INDEPENDENT NEWS

Baldock: Large game animals a resource

Published: Sun 3 Jul 2005 08:41 PM
Friday, 1 July 2005
Baldock: Large game animals a resource
United Future backs the reclassification of large game animals to ensure they are seen as a resource and not a pest, the party’s outdoors spokesman told the New Zealand Deerstalkers annual conference in Timaru this evening.
In outlining United Future and Outdoor Recreation NZ’s joint principles that under-pinned their policies, Mr Baldock said this wouldn’t mean numbers were allowed to grow uncontrollably, but would enable management geared towards maximising their value as a resource as well as minimising their harm on the environment.
He also renewed United Future’s call for an emergency summit to address the current pest control strategy.
“The Government is spending close to $100 million a year and yet the Department of Conservation has had to acknowledge it is not able to reduce the number of pests or in any way enhance the protection of our native bird species.
“I don’t want to be addressing a meeting in 10 years time knowing that we have spent a further $1 billion and yet are still hearing the same response from DOC.
“We don’t spend that kind of money to tread water in any other area, and neither should we in conservation,” Mr Baldock told the gathering of hunters.
“We need an all-stakeholder roundtable discussion to put all ideas on the table and to evaluate how to spend a billion dollars over the next 10 years that will really knock our noxious pests where they need it.
“But when it comes to deer, tsar and chamois, and other large game animals, it’s time we got real and acknowledged that they will be with us forever. The idea of eradication needs to be abandoned and we need to see that these animals are now part of the New Zealand landscape and should be managed accordingly.

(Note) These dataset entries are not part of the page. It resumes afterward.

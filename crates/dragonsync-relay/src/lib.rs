// SPDX-License-Identifier: Apache-2.0 OR MIT
// Copyright (c) 2025-2026 naskel.com

//! DragonSync Remote-ID relay
//!
//! Tracks drones, their pilots and home points, and sensor stations from two
//! JSON feeds, and relays them as rate-limited ATAK packets over a single
//! Meshtastic radio.
//!
//! # Features
//!
//! - **Burst Classification**: Remote-ID block and flat drone bursts, system status
//! - **Identity Resolution**: CAA registration codes buffered until the serial is known
//! - **Per-kind Throttling**: independent PLI and GeoChat intervals
//! - **Exclusive Output**: one packet in flight on the radio at a time
//!
//! # Quick Start
//!
//! ```bash
//! # Auto-detect the radio, default feed ports
//! dragonsync-relay
//!
//! # Explicit port, log frames instead of writing
//! dragonsync-relay --port /dev/ttyACM0 --dry-run
//!
//! # Using config file
//! dragonsync-relay --config relay.toml
//! ```
//!
//! # Configuration File
//!
//! ```toml
//! flush_interval_ms = 1000
//! stale_timeout_secs = 60
//!
//! [feeds.drone]
//! bind = "0.0.0.0:4224"
//!
//! [output]
//! device = "/dev/ttyACM0"
//!
//! [throttle.system]
//! geo_interval_ms = 10000
//! ```

pub mod classifier;
pub mod config;
pub mod encoder;
pub mod engine;
pub mod feed;
pub mod identity;
pub mod output;
pub mod proto;
pub mod registry;
pub mod relay;
pub mod scheduler;
pub mod stats;
pub mod update;

pub use classifier::{Burst, BurstClassifier, ClassifyError};
pub use config::{ConfigError, FeedConfig, OutputConfig, RelayConfig};
pub use encoder::{EncodedPacket, PacketEncoder, PacketKind};
pub use engine::{FlushReport, RelayEngine};
pub use identity::{IdentityResolver, PendingIdentity, ResolvedUpdate};
pub use output::{DryRunLink, OutputError, OutputSerializer, PacketLink, SerialLink};
pub use registry::{ApplyOutcome, TransmitterRecord, TransmitterRegistry, TransmitterTracker};
pub use relay::{Relay, RelayError, RelayHandle};
pub use scheduler::{FlushPlan, FlushScheduler, ThrottlePolicies, ThrottlePolicy};
pub use stats::{RelayStats, RelayStatsSnapshot};
pub use update::{IdentityKeys, Position, TransmitterKind, TransmitterUpdate};
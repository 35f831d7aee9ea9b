// SPDX-License-Identifier: Apache-2.0 OR MIT
// Copyright (c) 2025-2026 naskel.com

//! Relay configuration.
//!
//! Supports both programmatic and file-based configuration. Every field has
//! a default, so a partial TOML file is valid.

use crate::scheduler::{ThrottlePolicies, ThrottlePolicy};
use crate::update::TransmitterKind;
use serde::{Deserialize, Serialize};
use std::net::{Ipv4Addr, SocketAddr};
use std::path::Path;
use std::time::Duration;
use thiserror::Error;

/// Configuration errors.
#[derive(Debug, Error)]
pub enum ConfigError {
    #[error("I/O error: {0}")]
    Io(#[from] std::io::Error),

    #[error("TOML parse error: {0}")]
    Toml(#[from] toml::de::Error),

    #[error("Invalid configuration: {0}")]
    Invalid(String),
}

/// Relay configuration.
#[derive(Debug, Clone, PartialEq, Serialize, Deserialize)]
pub struct RelayConfig {
    /// Relay name (for identification).
    #[serde(default = "default_name")]
    pub name: String,

    /// Log level.
    #[serde(default = "default_log_level")]
    pub log_level: String,

    /// Flush tick period (milliseconds).
    #[serde(default = "default_flush_interval")]
    pub flush_interval_ms: u64,

    /// Silence after which a transmitter is forgotten (seconds).
    #[serde(default = "default_stale_timeout")]
    pub stale_timeout_secs: u64,

    /// Statistics reporting interval (seconds, 0 to disable).
    #[serde(default = "default_stats_interval")]
    pub stats_interval_secs: u64,

    /// Bound of each feed channel.
    #[serde(default = "default_channel_capacity")]
    pub channel_capacity: usize,

    #[serde(default)]
    pub feeds: FeedsConfig,

    #[serde(default)]
    pub output: OutputConfig,

    #[serde(default)]
    pub throttle: ThrottleConfig,
}

fn default_name() -> String {
    "dragonsync-relay".to_string()
}

fn default_log_level() -> String {
    "info".to_string()
}

fn default_flush_interval() -> u64 {
    1000
}

fn default_stale_timeout() -> u64 {
    60
}

fn default_stats_interval() -> u64 {
    30
}

fn default_channel_capacity() -> usize {
    256
}

impl Default for RelayConfig {
    fn default() -> Self {
        Self {
            name: default_name(),
            log_level: default_log_level(),
            flush_interval_ms: default_flush_interval(),
            stale_timeout_secs: default_stale_timeout(),
            stats_interval_secs: default_stats_interval(),
            channel_capacity: default_channel_capacity(),
            feeds: FeedsConfig::default(),
            output: OutputConfig::default(),
            throttle: ThrottleConfig::default(),
        }
    }
}

impl RelayConfig {
    /// Load configuration from a TOML file.
    pub fn from_file<P: AsRef<Path>>(path: P) -> Result<Self, ConfigError> {
        let content = std::fs::read_to_string(path)?;
        let config: Self = toml::from_str(&content)?;
        config.validate()?;
        Ok(config)
    }

    /// Validate the configuration.
    pub fn validate(&self) -> Result<(), ConfigError> {
        if self.flush_interval_ms == 0 {
            return Err(ConfigError::Invalid("flush_interval_ms must be > 0".into()));
        }
        if self.stale_timeout_secs == 0 {
            return Err(ConfigError::Invalid("stale_timeout_secs must be > 0".into()));
        }
        if self.channel_capacity == 0 {
            return Err(ConfigError::Invalid("channel_capacity must be > 0".into()));
        }

        self.feeds.drone.validate("drone")?;
        self.feeds.system.validate("system")?;
        // Port 0 binds are ephemeral and never collide.
        let drone = &self.feeds.drone;
        if drone.bind == self.feeds.system.bind
            && drone.bind.port() != 0
            && drone.multicast_group.is_none()
        {
            return Err(ConfigError::Invalid(format!(
                "drone and system feeds share bind address {}",
                drone.bind
            )));
        }

        if self.output.baud_rate == 0 {
            return Err(ConfigError::Invalid("output.baud_rate must be > 0".into()));
        }
        if let Some(device) = &self.output.device {
            if device.trim().is_empty() {
                return Err(ConfigError::Invalid("output.device is empty".into()));
            }
        }
        if self.output.hop_limit > 7 {
            return Err(ConfigError::Invalid(format!(
                "output.hop_limit {} exceeds 7",
                self.output.hop_limit
            )));
        }

        if self.throttle.drone.annotate {
            return Err(ConfigError::Invalid(
                "throttle.drone.annotate is not supported".into(),
            ));
        }
        for kind in TransmitterKind::ALL {
            let t = self.throttle.for_kind(kind);
            if t.pli_interval_ms == 0 || t.geo_interval_ms == 0 {
                return Err(ConfigError::Invalid(format!(
                    "throttle.{} intervals must be > 0",
                    kind
                )));
            }
        }

        Ok(())
    }

    pub fn flush_interval(&self) -> Duration {
        Duration::from_millis(self.flush_interval_ms)
    }

    pub fn stale_timeout(&self) -> Duration {
        Duration::from_secs(self.stale_timeout_secs)
    }

    /// Set flush tick period.
    pub fn with_flush_interval(mut self, interval: Duration) -> Self {
        self.flush_interval_ms = interval.as_millis() as u64;
        self
    }

    /// Set stale timeout.
    pub fn with_stale_timeout(mut self, timeout: Duration) -> Self {
        self.stale_timeout_secs = timeout.as_secs();
        self
    }

    /// Set output device path.
    pub fn with_device(mut self, device: impl Into<String>) -> Self {
        self.output.device = Some(device.into());
        self
    }

    /// Enable dry-run output.
    pub fn with_dry_run(mut self, enabled: bool) -> Self {
        self.output.dry_run = enabled;
        self
    }

    /// Set throttle intervals for one kind.
    pub fn with_throttle(mut self, kind: TransmitterKind, pli: Duration, geo: Duration) -> Self {
        let t = self.throttle.for_kind_mut(kind);
        t.pli_interval_ms = pli.as_millis() as u64;
        t.geo_interval_ms = geo.as_millis() as u64;
        self
    }
}

/// Inbound feed endpoints.
#[derive(Debug, Clone, PartialEq, Serialize, Deserialize)]
pub struct FeedsConfig {
    #[serde(default = "FeedConfig::drone")]
    pub drone: FeedConfig,

    #[serde(default = "FeedConfig::system")]
    pub system: FeedConfig,
}

impl Default for FeedsConfig {
    fn default() -> Self {
        Self {
            drone: FeedConfig::drone(),
            system: FeedConfig::system(),
        }
    }
}

/// One inbound UDP feed.
#[derive(Debug, Clone, PartialEq, Serialize, Deserialize)]
pub struct FeedConfig {
    /// Local bind address.
    pub bind: SocketAddr,

    /// IPv4 multicast group to join.
    #[serde(default, skip_serializing_if = "Option::is_none")]
    pub multicast_group: Option<Ipv4Addr>,

    /// Largest datagram accepted.
    #[serde(default = "default_max_datagram")]
    pub max_datagram: usize,
}

fn default_max_datagram() -> usize {
    65535
}

impl FeedConfig {
    /// Create a feed bound to `bind`.
    pub fn new(bind: SocketAddr) -> Self {
        Self {
            bind,
            multicast_group: None,
            max_datagram: default_max_datagram(),
        }
    }

    /// Default drone feed.
    pub fn drone() -> Self {
        Self::new(SocketAddr::from(([0, 0, 0, 0], 4224)))
    }

    /// Default system feed.
    pub fn system() -> Self {
        Self::new(SocketAddr::from(([0, 0, 0, 0], 4225)))
    }

    /// Join a multicast group.
    pub fn multicast(mut self, group: Ipv4Addr) -> Self {
        self.multicast_group = Some(group);
        self
    }

    fn validate(&self, name: &str) -> Result<(), ConfigError> {
        if let Some(group) = self.multicast_group {
            if !group.is_multicast() {
                return Err(ConfigError::Invalid(format!(
                    "feeds.{}.multicast_group {} is not a multicast address",
                    name, group
                )));
            }
            if !self.bind.is_ipv4() {
                return Err(ConfigError::Invalid(format!(
                    "feeds.{} multicast requires an IPv4 bind address",
                    name
                )));
            }
        }
        if self.max_datagram == 0 {
            return Err(ConfigError::Invalid(format!(
                "feeds.{}.max_datagram must be > 0",
                name
            )));
        }
        Ok(())
    }
}

/// Output link settings.
#[derive(Debug, Clone, PartialEq, Serialize, Deserialize)]
pub struct OutputConfig {
    /// Serial device path; auto-detected when absent.
    #[serde(default, skip_serializing_if = "Option::is_none")]
    pub device: Option<String>,

    #[serde(default = "default_baud_rate")]
    pub baud_rate: u32,

    /// Log frames instead of writing them.
    #[serde(default)]
    pub dry_run: bool,

    /// Wait before reopening a failed port (milliseconds).
    #[serde(default = "default_reconnect_delay")]
    pub reconnect_delay_ms: u64,

    /// Mesh channel index.
    #[serde(default)]
    pub channel: u32,

    #[serde(default = "default_hop_limit")]
    pub hop_limit: u32,
}

fn default_baud_rate() -> u32 {
    115_200
}

fn default_reconnect_delay() -> u64 {
    5000
}

fn default_hop_limit() -> u32 {
    3
}

impl Default for OutputConfig {
    fn default() -> Self {
        Self {
            device: None,
            baud_rate: default_baud_rate(),
            dry_run: false,
            reconnect_delay_ms: default_reconnect_delay(),
            channel: 0,
            hop_limit: default_hop_limit(),
        }
    }
}

impl OutputConfig {
    pub fn reconnect_delay(&self) -> Duration {
        Duration::from_millis(self.reconnect_delay_ms)
    }
}

/// Per-kind throttle settings.
#[derive(Debug, Clone, PartialEq, Serialize, Deserialize)]
pub struct ThrottleConfig {
    #[serde(default = "KindThrottle::silent")]
    pub drone: KindThrottle,

    #[serde(default = "KindThrottle::annotated")]
    pub pilot: KindThrottle,

    #[serde(default = "KindThrottle::annotated")]
    pub home: KindThrottle,

    /// Systems always annotate; `annotate` is ignored here.
    #[serde(default = "KindThrottle::annotated")]
    pub system: KindThrottle,
}

impl Default for ThrottleConfig {
    fn default() -> Self {
        Self {
            drone: KindThrottle::silent(),
            pilot: KindThrottle::annotated(),
            home: KindThrottle::annotated(),
            system: KindThrottle::annotated(),
        }
    }
}

impl ThrottleConfig {
    pub fn for_kind(&self, kind: TransmitterKind) -> &KindThrottle {
        match kind {
            TransmitterKind::Drone => &self.drone,
            TransmitterKind::Pilot => &self.pilot,
            TransmitterKind::Home => &self.home,
            TransmitterKind::System => &self.system,
        }
    }

    pub fn for_kind_mut(&mut self, kind: TransmitterKind) -> &mut KindThrottle {
        match kind {
            TransmitterKind::Drone => &mut self.drone,
            TransmitterKind::Pilot => &mut self.pilot,
            TransmitterKind::Home => &mut self.home,
            TransmitterKind::System => &mut self.system,
        }
    }

    /// Scheduler policies.
    pub fn policies(&self) -> ThrottlePolicies {
        ThrottlePolicies {
            drone: ThrottlePolicy::from(&self.drone),
            pilot: ThrottlePolicy::from(&self.pilot),
            home: ThrottlePolicy::from(&self.home),
            system: ThrottlePolicy::from(&self.system),
        }
    }
}

/// Throttle settings for one kind.
#[derive(Debug, Clone, PartialEq, Serialize, Deserialize)]
pub struct KindThrottle {
    #[serde(default = "default_pli_interval")]
    pub pli_interval_ms: u64,

    #[serde(default = "default_geo_interval")]
    pub geo_interval_ms: u64,

    #[serde(default)]
    pub annotate: bool,
}

fn default_pli_interval() -> u64 {
    1000
}

fn default_geo_interval() -> u64 {
    10_000
}

impl KindThrottle {
    fn silent() -> Self {
        Self {
            pli_interval_ms: default_pli_interval(),
            geo_interval_ms: default_geo_interval(),
            annotate: false,
        }
    }

    fn annotated() -> Self {
        Self {
            annotate: true,
            ..Self::silent()
        }
    }
}

impl From<&KindThrottle> for ThrottlePolicy {
    fn from(t: &KindThrottle) -> Self {
        ThrottlePolicy::new(
            Duration::from_millis(t.pli_interval_ms),
            Duration::from_millis(t.geo_interval_ms),
            t.annotate,
        )
    }
}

“If it’s okay for Mr Mallard to consider himself indigenous, then surely these animals that have been here for at least 100 years, can make a similar claim,” Mr Baldock said.
United Future is calling for a moratorium on the use of aerial 1080 until the ERMA reassessment has been completed also supports the use of deer-repellent 1080 in future pest control strategies, he said.
He also touched on plans to reform DOC so it was no longer judge and jury in certain situations and to ensure that it focuses on its core business - “managing the New Zealand conservation estate for the benefit of New Zealanders and to rid it from pests that are doing so much damage, and to minimise the damage from pests.”